Please keep in mind there will of course be pockets around the place where one network or another has terrible or brilliant internet speeds. This test was done for comparative purposes, and doesn't claim to be a promise of the speed you will experience.
What's the difference between a download and an upload speed?
Here's a simplified explanation.
Download is how fast the information is sent to your device. For example, the quicker the speed, the quicker that photo on Facebook will load on your phone.
Upload is how fast your device can SEND information. For example, when you press a link to open a new page, you are UPLOADING a request to show you the page. The quicker the upload speed, the quicker your request will get to the website. Also, when you post a photo to Facebook, you are UPLOADING something, so upload speed will be important in this case.
So essentially, to have a decent internet experience you need both a decent download AND upload speed. And as most of us are now carrying around HD video cameras and sending high quality video and photos all the time, upload speed is more important than ever.

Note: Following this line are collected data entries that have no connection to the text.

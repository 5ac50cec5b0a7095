//! Diagnostic module - error and warning reporting infrastructure.
//!
//! Diagnostics are accumulated in a [`Handler`] during a phase and flushed
//! once the phase completes. This keeps reporting out of the hot parsing
//! path and lets panic-mode recovery surface several independent errors in
//! a single run.
//!
//! # Examples
//!
//! ```
//! use sable_util::{Handler, Level};
//!
//! let handler = Handler::new();
//! handler.error(3, Some("="), "invalid assignment target");
//!
//! assert!(handler.has_errors());
//! assert_eq!(handler.error_count(), 1);
//! ```

use std::cell::RefCell;
use std::fmt;

/// Diagnostic severity level.
#[derive(Clone, Copy, Debug, PartialEq, Eq)]
pub enum Level {
    /// An error that prevents execution.
    Error,
    /// A condition worth reporting that does not prevent execution.
    Warning,
}

impl fmt::Display for Level {
    fn fmt(&self, f: &mut fmt::Formatter<'_>) -> fmt::Result {
        match self {
            Level::Error => write!(f, "error"),
            Level::Warning => write!(f, "warning"),
        }
    }
}

/// A diagnostic message with severity and a line-oriented location.
///
/// The `context` is the lexeme the reporter was looking at, when there is
/// one: `None` for end-of-file positions and for scanner error tokens
/// (whose lexeme is itself the message).
#[derive(Clone, Debug, PartialEq, Eq)]
pub struct Diagnostic {
    /// Severity level.
    pub level: Level,
    /// 1-based source line.
    pub line: u32,
    /// Lexeme under the cursor when the diagnostic was produced.
    pub context: Option<String>,
    /// Main diagnostic message.
    pub message: String,
}

impl Diagnostic {
    /// Create an error diagnostic.
    pub fn error(line: u32, context: Option<&str>, message: impl Into<String>) -> Self {
        Self {
            level: Level::Error,
            line,
            context: context.map(str::to_owned),
            message: message.into(),
        }
    }

    /// Create a warning diagnostic.
    pub fn warning(line: u32, context: Option<&str>, message: impl Into<String>) -> Self {
        Self {
            level: Level::Warning,
            line,
            context: context.map(str::to_owned),
            message: message.into(),
        }
    }
}

impl fmt::Display for Diagnostic {
    /// Renders as `[line 7] error at 'foo': message` (the `at` clause is
    /// omitted when there is no context lexeme).
    fn fmt(&self, f: &mut fmt::Formatter<'_>) -> fmt::Result {
        write!(f, "[line {}] {}", self.line, self.level)?;
        if let Some(context) = &self.context {
            write!(f, " at '{}'", context)?;
        }
        write!(f, ": {}", self.message)
    }
}

/// Collects diagnostics produced during a phase.
///
/// The handler uses interior mutability so that a phase holding `&Handler`
/// can report from deeply nested call sites without threading `&mut`
/// everywhere.
///
/// # Examples
///
/// ```
/// use sable_util::Handler;
///
/// let handler = Handler::new();
/// assert!(!handler.has_errors());
/// handler.error(1, None, "unexpected end of input");
/// assert!(handler.has_errors());
/// ```
#[derive(Default)]
pub struct Handler {
    /// Collected diagnostics, in report order.
    diagnostics: RefCell<Vec<Diagnostic>>,
    /// Whether to panic on errors (for tests that must not produce any).
    panic_on_error: bool,
}

impl Handler {
    /// Create a new handler.
    pub fn new() -> Self {
        Self::default()
    }

    /// Create a handler that panics on the first error (for tests).
    pub fn new_panicking() -> Self {
        Self {
            diagnostics: RefCell::new(Vec::new()),
            panic_on_error: true,
        }
    }

    /// Report an error at `line`, optionally anchored to a lexeme.
    pub fn error(&self, line: u32, context: Option<&str>, message: impl Into<String>) {
        self.emit(Diagnostic::error(line, context, message));
    }

    /// Report a warning at `line`.
    pub fn warning(&self, line: u32, context: Option<&str>, message: impl Into<String>) {
        self.emit(Diagnostic::warning(line, context, message));
    }

    /// Emit a pre-built diagnostic.
    pub fn emit(&self, diagnostic: Diagnostic) {
        if self.panic_on_error && diagnostic.level == Level::Error {
            panic!("diagnostic error: {}", diagnostic);
        }
        self.diagnostics.borrow_mut().push(diagnostic);
    }

    /// Whether any error-level diagnostic has been reported.
    pub fn has_errors(&self) -> bool {
        self.error_count() > 0
    }

    /// Number of error-level diagnostics reported so far.
    pub fn error_count(&self) -> usize {
        self.diagnostics
            .borrow()
            .iter()
            .filter(|d| d.level == Level::Error)
            .count()
    }

    /// Take all collected diagnostics, leaving the handler empty.
    pub fn take(&self) -> Vec<Diagnostic> {
        std::mem::take(&mut *self.diagnostics.borrow_mut())
    }

    /// Write every collected diagnostic to stderr, in report order.
    pub fn flush_to_stderr(&self) {
        for diagnostic in self.diagnostics.borrow().iter() {
            eprintln!("{}", diagnostic);
        }
    }
}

What's a good speed? These are just meaningless numbers to me.
Speeds are Mbps (Megabits per second).
To put it in comparison, the best you can get on your home internet with an NBN plan with iiNet is 100 Mbps down, and 40 Mbps up.
So the closer to those numbers, the better.
In my opinion, in 2015, a download speed lower than 10 Mbps is crap, and an upload speed lower than 5 Mbps is painful (even though most people with ADSL2 would love these speeds.)